In this study, we proposed an IDFO approach to systematically evaluate the prognostic power of diverse molecular data and compared their relative importance across five TCGA cancer types. Importantly, we achieved good stratification of the IDFO approach in most profiling models. Across the five TCGA cancer cohorts, lncRNA illustrated as the best prognostic predictor (‘test sets’) in four cancer types, followed by DNA methylation, then jointly by mRNA and microRNA, the results suggested that the lncRNAs and DNA methylation may potentially play considerable roles in prognosis process. Notably, some of the optimal lncRNA predictors have been well verified in literature suggesting the effectiveness of our analyses in identifying prognosis-relevant markers. Through integrated modeling of multi-type molecular data, we found 80% of the multi-type molecular data showed similar predictive performance to the single-type molecular data, except for lncRNA + DNA methylation in two cancer types of OV and UCEC, suggesting the information content of integrated multi-type molecular data might largely be redundant in terms of survival risk stratification. Moreover, our external validation of IDFO predictors associated with clinical variables in traditional survival analysis not only confirmed the reliability of most IDFO predictors on both dichotomized and censored survival prediction, but also showed a high robustness of lncRNA and DNA methylation signatures as prognosis factors independent of traditional clinical variables. Importantly, similar results had previously been observed in other biomarker identification approaches using Cox models [3, 45]. These results and methods may have specific reference to subsequent related studies.

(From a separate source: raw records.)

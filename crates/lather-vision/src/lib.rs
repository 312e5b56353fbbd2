//! # lather-vision
//!
//! Decides from a single photo whether it shows someone showering.
//!
//! The pipeline behind [`ImageClassifier::classify`]:
//! 1. decode the photo and downscale it ([`prepare`])
//! 2. re-encode as JPEG, lowering quality until it fits the byte budget
//! 3. send it with a two-answer prompt to a [`VisionBackend`]
//! 4. map the free-text reply to a [`Verdict`] ([`interpret_response`])
//! 5. on a positive verdict, record today in the [`EventLedger`]
//!
//! The vendor call sits behind [`VisionBackend`]; [`MessagesBackend`] speaks
//! a messages-style JSON API over `reqwest`.
//!
//! [`Verdict`]: lather_core::Verdict
//! [`EventLedger`]: lather_ledger::EventLedger

pub mod backend;
mod classifier;
mod error;
mod interpret;
pub mod prepare;

pub use backend::{MessagesBackend, VisionBackend, VisionRequest};
pub use classifier::ImageClassifier;
pub use error::ClassifierError;
pub use interpret::interpret_response;
pub use prepare::{ImageLimits, PreparedImage, prepare};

Currently, only few molecular based markers have been established in clinical practice, as strategies to identify optimal candidate signatures remain a challenge. Although our efforts provided a basis for evaluating patient survival prediction with a systematic model framework, some informative markers may be inevitably missed owing to the multi-co-linearity of high-throughput data and the intra-tumor heterogeneities. Therefore, one important future direction is to develop data-specific approaches to screen out feature panels with more complementary information among diverse high-throughput platforms. Besides, it should be noted that the accuracies of prediction model in microRNA testing cohorts are still limited. For example, only limited microRNAs were available for models owing to tissue-specificity and low dimensionality. On the other hand, recent studies have suggested a nonlinear relationship between microRNA expression and clinical outcomes [4648], which imply that further studies could assess some nonparametric algorithms on microRNA prognostic analysis.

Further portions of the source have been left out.